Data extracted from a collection
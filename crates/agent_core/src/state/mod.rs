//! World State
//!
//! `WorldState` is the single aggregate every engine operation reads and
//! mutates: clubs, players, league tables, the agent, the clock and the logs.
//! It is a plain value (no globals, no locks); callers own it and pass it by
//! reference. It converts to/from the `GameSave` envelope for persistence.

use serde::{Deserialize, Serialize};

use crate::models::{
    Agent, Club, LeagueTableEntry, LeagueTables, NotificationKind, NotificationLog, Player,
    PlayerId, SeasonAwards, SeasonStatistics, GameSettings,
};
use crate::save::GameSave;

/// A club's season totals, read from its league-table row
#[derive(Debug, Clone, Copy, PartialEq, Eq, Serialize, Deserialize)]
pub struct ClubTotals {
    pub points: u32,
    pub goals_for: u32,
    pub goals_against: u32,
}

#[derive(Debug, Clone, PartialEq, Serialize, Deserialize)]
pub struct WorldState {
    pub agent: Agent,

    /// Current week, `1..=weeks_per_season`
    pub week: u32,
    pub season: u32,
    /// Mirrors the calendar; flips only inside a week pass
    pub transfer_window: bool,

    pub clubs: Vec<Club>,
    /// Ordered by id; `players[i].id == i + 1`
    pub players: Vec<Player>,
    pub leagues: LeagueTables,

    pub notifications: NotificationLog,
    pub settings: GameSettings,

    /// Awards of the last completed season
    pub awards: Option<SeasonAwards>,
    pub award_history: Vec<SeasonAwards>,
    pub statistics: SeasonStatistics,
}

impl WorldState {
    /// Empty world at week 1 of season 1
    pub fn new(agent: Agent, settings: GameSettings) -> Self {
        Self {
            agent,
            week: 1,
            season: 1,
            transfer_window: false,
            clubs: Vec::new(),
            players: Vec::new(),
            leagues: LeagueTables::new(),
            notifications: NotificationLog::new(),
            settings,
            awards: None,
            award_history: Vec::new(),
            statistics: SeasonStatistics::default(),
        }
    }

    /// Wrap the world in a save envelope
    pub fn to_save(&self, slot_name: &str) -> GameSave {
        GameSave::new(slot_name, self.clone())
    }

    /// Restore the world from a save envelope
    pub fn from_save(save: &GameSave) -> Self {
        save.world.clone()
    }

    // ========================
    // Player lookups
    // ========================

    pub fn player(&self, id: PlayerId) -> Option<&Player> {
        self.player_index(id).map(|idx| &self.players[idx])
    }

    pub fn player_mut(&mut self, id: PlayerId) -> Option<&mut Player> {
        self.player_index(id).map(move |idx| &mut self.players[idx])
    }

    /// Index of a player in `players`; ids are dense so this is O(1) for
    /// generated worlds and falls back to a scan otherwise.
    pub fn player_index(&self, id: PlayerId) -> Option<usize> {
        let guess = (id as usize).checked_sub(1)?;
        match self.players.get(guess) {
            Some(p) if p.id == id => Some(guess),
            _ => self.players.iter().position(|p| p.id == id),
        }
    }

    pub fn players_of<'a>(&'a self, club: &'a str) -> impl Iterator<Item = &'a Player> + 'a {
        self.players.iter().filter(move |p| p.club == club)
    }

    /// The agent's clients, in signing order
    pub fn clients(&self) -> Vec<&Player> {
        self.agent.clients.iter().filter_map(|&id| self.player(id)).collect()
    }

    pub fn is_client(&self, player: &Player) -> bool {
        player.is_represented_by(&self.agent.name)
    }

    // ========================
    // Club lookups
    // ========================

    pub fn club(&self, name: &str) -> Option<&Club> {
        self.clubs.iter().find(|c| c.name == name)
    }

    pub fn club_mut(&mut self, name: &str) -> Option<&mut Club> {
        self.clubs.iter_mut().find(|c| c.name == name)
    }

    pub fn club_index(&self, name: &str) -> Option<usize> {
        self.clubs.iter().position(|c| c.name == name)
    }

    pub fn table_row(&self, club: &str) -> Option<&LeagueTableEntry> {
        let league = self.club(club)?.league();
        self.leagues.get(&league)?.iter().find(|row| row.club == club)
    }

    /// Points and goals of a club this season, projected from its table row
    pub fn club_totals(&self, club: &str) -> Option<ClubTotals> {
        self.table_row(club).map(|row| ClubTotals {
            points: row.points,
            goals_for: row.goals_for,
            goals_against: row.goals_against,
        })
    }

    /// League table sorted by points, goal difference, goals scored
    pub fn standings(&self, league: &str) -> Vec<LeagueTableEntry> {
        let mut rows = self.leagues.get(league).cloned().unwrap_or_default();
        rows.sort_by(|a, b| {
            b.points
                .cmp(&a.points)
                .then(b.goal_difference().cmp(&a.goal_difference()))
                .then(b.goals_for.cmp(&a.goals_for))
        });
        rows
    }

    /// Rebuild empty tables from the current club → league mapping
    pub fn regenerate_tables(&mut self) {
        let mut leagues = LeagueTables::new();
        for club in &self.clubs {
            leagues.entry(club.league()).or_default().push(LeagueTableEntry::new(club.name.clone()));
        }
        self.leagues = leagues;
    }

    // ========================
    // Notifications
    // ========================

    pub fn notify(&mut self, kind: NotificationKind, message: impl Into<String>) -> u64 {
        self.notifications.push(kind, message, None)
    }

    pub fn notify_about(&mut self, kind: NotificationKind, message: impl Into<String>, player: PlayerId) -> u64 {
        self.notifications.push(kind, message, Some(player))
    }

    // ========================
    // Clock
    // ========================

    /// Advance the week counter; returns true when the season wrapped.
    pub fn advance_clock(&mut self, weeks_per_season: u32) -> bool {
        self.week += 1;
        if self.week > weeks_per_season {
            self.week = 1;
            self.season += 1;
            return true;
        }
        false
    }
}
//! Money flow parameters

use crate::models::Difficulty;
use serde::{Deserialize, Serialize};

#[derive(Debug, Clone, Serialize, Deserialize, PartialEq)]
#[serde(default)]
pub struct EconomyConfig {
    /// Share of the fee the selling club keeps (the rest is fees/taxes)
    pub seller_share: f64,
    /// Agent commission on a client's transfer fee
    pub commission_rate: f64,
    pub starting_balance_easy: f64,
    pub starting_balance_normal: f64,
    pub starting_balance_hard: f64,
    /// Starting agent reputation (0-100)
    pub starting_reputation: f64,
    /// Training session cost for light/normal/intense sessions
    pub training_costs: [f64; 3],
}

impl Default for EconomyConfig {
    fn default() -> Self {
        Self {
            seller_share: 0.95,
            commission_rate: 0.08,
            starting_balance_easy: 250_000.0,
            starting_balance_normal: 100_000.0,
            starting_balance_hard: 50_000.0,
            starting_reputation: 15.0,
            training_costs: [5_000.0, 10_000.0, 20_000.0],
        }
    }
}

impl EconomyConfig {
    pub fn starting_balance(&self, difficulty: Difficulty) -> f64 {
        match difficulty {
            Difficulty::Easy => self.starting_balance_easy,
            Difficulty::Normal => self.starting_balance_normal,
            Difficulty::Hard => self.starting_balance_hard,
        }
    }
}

### [WHAT TO WORK ON]
Transcribe all of the data, keeping every line identical.

### [REPLY TO THE EXERCISE]
filename crates/agent_core/src/state/mod.rs
//! World State
//!
//! `WorldState` is the single aggregate every engine operation reads and
//! mutates: clubs, players, league tables, the agent, the clock and the logs.
//! It is a plain value (no globals, no locks); callers own it and pass it by
//! reference. It converts to/from the `GameSave` envelope for persistence.

use serde::{Deserialize, Serialize};

use crate::models::{
    Agent, Club, LeagueTableEntry, LeagueTables, NotificationKind, NotificationLog, Player,
    PlayerId, SeasonAwards, SeasonStatistics, GameSettings,
};
use crate::save::GameSave;

/// A club's season totals, read from its league-table row
#[derive(Debug, Clone, Copy, PartialEq, Eq, Serialize, Deserialize)]
pub struct ClubTotals {
    pub points: u32,
    pub goals_for: u32,
    pub goals_against: u32,
}

#[derive(Debug, Clone, PartialEq, Serialize, Deserialize)]
pub struct WorldState {
    pub agent: Agent,

    /// Current week, `1..=weeks_per_season`
    pub week: u32,
    pub season: u32,
    /// Mirrors the calendar; flips only inside a week pass
    pub transfer_window: bool,

    pub clubs: Vec<Club>,
    /// Ordered by id; `players[i].id == i + 1`
    pub players: Vec<Player>,
    pub leagues: LeagueTables,

    pub notifications: NotificationLog,
    pub settings: GameSettings,

    /// Awards of the last completed season
    pub awards: Option<SeasonAwards>,
    pub award_history: Vec<SeasonAwards>,
    pub statistics: SeasonStatistics,
}

impl WorldState {
    /// Empty world at week 1 of season 1
    pub fn new(agent: Agent, settings: GameSettings) -> Self {
        Self {
            agent,
            week: 1,
            season: 1,
            transfer_window: false,
            clubs: Vec::new(),
            players: Vec::new(),
            leagues: LeagueTables::new(),
            notifications: NotificationLog::new(),
            settings,
            awards: None,
            award_history: Vec::new(),
            statistics: SeasonStatistics::default(),
        }
    }

    /// Wrap the world in a save envelope
    pub fn to_save(&self, slot_name: &str) -> GameSave {
        GameSave::new(slot_name, self.clone())
    }

    /// Restore the world from a save envelope
    pub fn from_save(save: &GameSave) -> Self {
        save.world.clone()
    }

    // ========================
    // Player lookups
    // ========================

    pub fn player(&self, id: PlayerId) -> Option<&Player> {
        self.player_index(id).map(|idx| &self.players[idx])
    }

    pub fn player_mut(&mut self, id: PlayerId) -> Option<&mut Player> {
        self.player_index(id).map(move |idx| &mut self.players[idx])
    }

    /// Index of a player in `players`; ids are dense so this is O(1) for
    /// generated worlds and falls back to a scan otherwise.
    pub fn player_index(&self, id: PlayerId) -> Option<usize> {
        let guess = (id as usize).checked_sub(1)?;
        match self.players.get(guess) {
            Some(p) if p.id == id => Some(guess),
            _ => self.players.iter().position(|p| p.id == id),
        }
    }

    pub fn players_of<'a>(&'a self, club: &'a str) -> impl Iterator<Item = &'a Player> + 'a {
        self.players.iter().filter(move |p| p.club == club)
    }

    /// The agent's clients, in signing order
    pub fn clients(&self) -> Vec<&Player> {
        self.agent.clients.iter().filter_map(|&id| self.player(id)).collect()
    }

    pub fn is_client(&self, player: &Player) -> bool {
        player.is_represented_by(&self.agent.name)
    }

    // ========================
    // Club lookups
    // ========================

    pub fn club(&self, name: &str) -> Option<&Club> {
        self.clubs.iter().find(|c| c.name == name)
    }

    pub fn club_mut(&mut self, name: &str) -> Option<&mut Club> {
        self.clubs.iter_mut().find(|c| c.name == name)
    }

    pub fn club_index(&self, name: &str) -> Option<usize> {
        self.clubs.iter().position(|c| c.name == name)
    }

    pub fn table_row(&self, club: &str) -> Option<&LeagueTableEntry> {
        let league = self.club(club)?.league();
        self.leagues.get(&league)?.iter().find(|row| row.club == club)
    }

    /// Points and goals of a club this season, projected from its table row
    pub fn club_totals(&self, club: &str) -> Option<ClubTotals> {
        self.table_row(club).map(|row| ClubTotals {
            points: row.points,
            goals_for: row.goals_for,
            goals_against: row.goals_against,
        })
    }

    /// League table sorted by points, goal difference, goals scored
    pub fn standings(&self, league: &str) -> Vec<LeagueTableEntry> {
        let mut rows = self.leagues.get(league).cloned().unwrap_or_default();
        rows.sort_by(|a, b| {
            b.points
                .cmp(&a.points)
                .then(b.goal_difference().cmp(&a.goal_difference()))
                .then(b.goals_for.cmp(&a.goals_for))
        });
        rows
    }

    /// Rebuild empty tables from the current club → league mapping
    pub fn regenerate_tables(&mut self) {
        let mut leagues = LeagueTables::new();
        for club in &self.clubs {
            leagues.entry(club.league()).or_default().push(LeagueTableEntry::new(club.name.clone()));
        }
        self.leagues = leagues;
    }

    // ========================
    // Notifications
    // ========================

    pub fn notify(&mut self, kind: NotificationKind, message: impl Into<String>) -> u64 {
        self.notifications.push(kind, message, None)
    }

    pub fn notify_about(&mut self, kind: NotificationKind, message: impl Into<String>, player: PlayerId) -> u64 {
        self.notifications.push(kind, message, Some(player))
    }

    // ========================
    // Clock
    // ========================

    /// Advance the week counter; returns true when the season wrapped.
    pub fn advance_clock(&mut self, weeks_per_season: u32) -> bool {
        self.week += 1;
        if self.week > weeks_per_season {
            self.week = 1;
            self.season += 1;
            return true;
        }
        false
    }
}
//! Money flow parameters

use crate::models::Difficulty;
use serde::{Deserialize, Serialize};

#[derive(Debug, Clone, Serialize, Deserialize, PartialEq)]
#[serde(default)]
pub struct EconomyConfig {
    /// Share of the fee the selling club keeps (the rest is fees/taxes)
    pub seller_share: f64,
    /// Agent commission on a client's transfer fee
    pub commission_rate: f64,
    pub starting_balance_easy: f64,
    pub starting_balance_normal: f64,
    pub starting_balance_hard: f64,
    /// Starting agent reputation (0-100)
    pub starting_reputation: f64,
    /// Training session cost for light/normal/intense sessions
    pub training_costs: [f64; 3],
}

impl Default for EconomyConfig {
    fn default() -> Self {
        Self {
            seller_share: 0.95,
            commission_rate: 0.08,
            starting_balance_easy: 250_000.0,
            starting_balance_normal: 100_000.0,
            starting_balance_hard: 50_000.0,
            starting_reputation: 15.0,
            training_costs: [5_000.0, 10_000.0, 20_000.0],
        }
    }
}

impl EconomyConfig {
    pub fn starting_balance(&self, difficulty: Difficulty) -> f64 {
        match difficulty {
            Difficulty::Easy => self.starting_balance_easy,
            Difficulty::Normal => self.starting_balance_normal,
            Difficulty::Hard => self.starting_balance_hard,
        }
    }
}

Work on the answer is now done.